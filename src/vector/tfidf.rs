// TF-IDF scoring against a fixed vocabulary.
//
// Component for a stem present in the vocabulary:
//
//   ln(1 + term_count / total_tokens) * ln(corpus_size / doc_count)
//
// `corpus_size` is always the number of training submissions, also when
// scoring queries, so training and query vectors share one IDF scale.
// Stems the vocabulary has never seen are skipped.

use std::collections::HashMap;

use super::vocabulary::Vocabulary;

/// TF-IDF vector for one token list. Pure function of its inputs.
pub fn tfidf_vector(tokens: &[String], vocab: &Vocabulary, corpus_size: usize) -> Vec<f64> {
    let mut vector = vec![0.0; vocab.len()];
    if tokens.is_empty() {
        return vector;
    }

    let mut term_counts: HashMap<&str, usize> = HashMap::new();
    for stem in tokens {
        *term_counts.entry(stem.as_str()).or_insert(0) += 1;
    }

    let total = tokens.len() as f64;
    let corpus = corpus_size as f64;
    for (stem, count) in term_counts {
        let Some(i) = vocab.index_of(stem) else {
            continue;
        };
        let tf = (1.0 + count as f64 / total).ln();
        let idf = (corpus / vocab.doc_count(i) as f64).ln();
        vector[i] = tf * idf;
    }
    vector
}

/// TF-IDF vectors for a batch of token lists, in input order.
pub fn tfidf<'a, I>(documents: I, vocab: &Vocabulary, corpus_size: usize) -> Vec<Vec<f64>>
where
    I: IntoIterator<Item = &'a [String]>,
{
    documents
        .into_iter()
        .map(|tokens| tfidf_vector(tokens, vocab, corpus_size))
        .collect()
}
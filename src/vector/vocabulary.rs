// Vocabulary: the dimensions of the vector space.
//
// Stems are kept in discovery order next to a document count: the number
// of training submissions that contain the stem at least once.

use std::collections::{HashMap, HashSet};

use serde::Serialize;

#[derive(Debug, Clone, Default, Serialize)]
pub struct Vocabulary {
    stems: Vec<String>,
    doc_counts: Vec<u32>,
    #[serde(skip)]
    index: HashMap<String, usize>,
}

impl Vocabulary {
    pub fn new() -> Self {
        Self::default()
    }

    /// Build a vocabulary from the token lists of a training corpus.
    pub fn build<'a, I>(documents: I) -> Self
    where
        I: IntoIterator<Item = &'a [String]>,
    {
        let mut vocab = Self::new();
        for tokens in documents {
            vocab.add_document(tokens);
        }
        vocab
    }

    /// Count one document. Each distinct stem bumps its document count once,
    /// however often it repeats inside the document.
    pub fn add_document(&mut self, tokens: &[String]) {
        let mut seen: HashSet<&str> = HashSet::new();
        for stem in tokens {
            if !seen.insert(stem.as_str()) {
                continue;
            }
            match self.index.get(stem) {
                Some(&i) => self.doc_counts[i] += 1,
                None => {
                    self.index.insert(stem.clone(), self.stems.len());
                    self.stems.push(stem.clone());
                    self.doc_counts.push(1);
                }
            }
        }
    }

    pub fn index_of(&self, stem: &str) -> Option<usize> {
        self.index.get(stem).copied()
    }

    pub fn doc_count(&self, index: usize) -> u32 {
        self.doc_counts[index]
    }

    pub fn stems(&self) -> &[String] {
        &self.stems
    }

    pub fn doc_counts(&self) -> &[u32] {
        &self.doc_counts
    }

    pub fn len(&self) -> usize {
        self.stems.len()
    }

    pub fn is_empty(&self) -> bool {
        self.stems.is_empty()
    }

    pub fn clear(&mut self) {
        self.stems.clear();
        self.doc_counts.clear();
        self.index.clear();
    }
}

━━━━━━━━

Restate the material word for word.

filename src/vector/tfidf.rs
// TF-IDF scoring against a fixed vocabulary.
//
// Component for a stem present in the vocabulary:
//
//   ln(1 + term_count / total_tokens) * ln(corpus_size / doc_count)
//
// `corpus_size` is always the number of training submissions, also when
// scoring queries, so training and query vectors share one IDF scale.
// Stems the vocabulary has never seen are skipped.

use std::collections::HashMap;

use super::vocabulary::Vocabulary;

/// TF-IDF vector for one token list. Pure function of its inputs.
pub fn tfidf_vector(tokens: &[String], vocab: &Vocabulary, corpus_size: usize) -> Vec<f64> {
    let mut vector = vec![0.0; vocab.len()];
    if tokens.is_empty() {
        return vector;
    }

    let mut term_counts: HashMap<&str, usize> = HashMap::new();
    for stem in tokens {
        *term_counts.entry(stem.as_str()).or_insert(0) += 1;
    }

    let total = tokens.len() as f64;
    let corpus = corpus_size as f64;
    for (stem, count) in term_counts {
        let Some(i) = vocab.index_of(stem) else {
            continue;
        };
        let tf = (1.0 + count as f64 / total).ln();
        let idf = (corpus / vocab.doc_count(i) as f64).ln();
        vector[i] = tf * idf;
    }
    vector
}

/// TF-IDF vectors for a batch of token lists, in input order.
pub fn tfidf<'a, I>(documents: I, vocab: &Vocabulary, corpus_size: usize) -> Vec<Vec<f64>>
where
    I: IntoIterator<Item = &'a [String]>,
{
    documents
        .into_iter()
        .map(|tokens| tfidf_vector(tokens, vocab, corpus_size))
        .collect()
}
filename src/vector/vocabulary.rs
// Vocabulary: the dimensions of the vector space.
//
// Stems are kept in discovery order next to a document count: the number
// of training submissions that contain the stem at least once.

use std::collections::{HashMap, HashSet};

use serde::Serialize;

#[derive(Debug, Clone, Default, Serialize)]
pub struct Vocabulary {
    stems: Vec<String>,
    doc_counts: Vec<u32>,
    #[serde(skip)]
    index: HashMap<String, usize>,
}

impl Vocabulary {
    pub fn new() -> Self {
        Self::default()
    }

    /// Build a vocabulary from the token lists of a training corpus.
    pub fn build<'a, I>(documents: I) -> Self
    where
        I: IntoIterator<Item = &'a [String]>,
    {
        let mut vocab = Self::new();
        for tokens in documents {
            vocab.add_document(tokens);
        }
        vocab
    }

    /// Count one document. Each distinct stem bumps its document count once,
    /// however often it repeats inside the document.
    pub fn add_document(&mut self, tokens: &[String]) {
        let mut seen: HashSet<&str> = HashSet::new();
        for stem in tokens {
            if !seen.insert(stem.as_str()) {
                continue;
            }
            match self.index.get(stem) {
                Some(&i) => self.doc_counts[i] += 1,
                None => {
                    self.index.insert(stem.clone(), self.stems.len());
                    self.stems.push(stem.clone());
                    self.doc_counts.push(1);
                }
            }
        }
    }

    pub fn index_of(&self, stem: &str) -> Option<usize> {
        self.index.get(stem).copied()
    }

    pub fn doc_count(&self, index: usize) -> u32 {
        self.doc_counts[index]
    }

    pub fn stems(&self) -> &[String] {
        &self.stems
    }

    pub fn doc_counts(&self) -> &[u32] {
        &self.doc_counts
    }

    pub fn len(&self) -> usize {
        self.stems.len()
    }

    pub fn is_empty(&self) -> bool {
        self.stems.is_empty()
    }

    pub fn clear(&mut self) {
        self.stems.clear();
        self.doc_counts.clear();
        self.index.clear();
    }
}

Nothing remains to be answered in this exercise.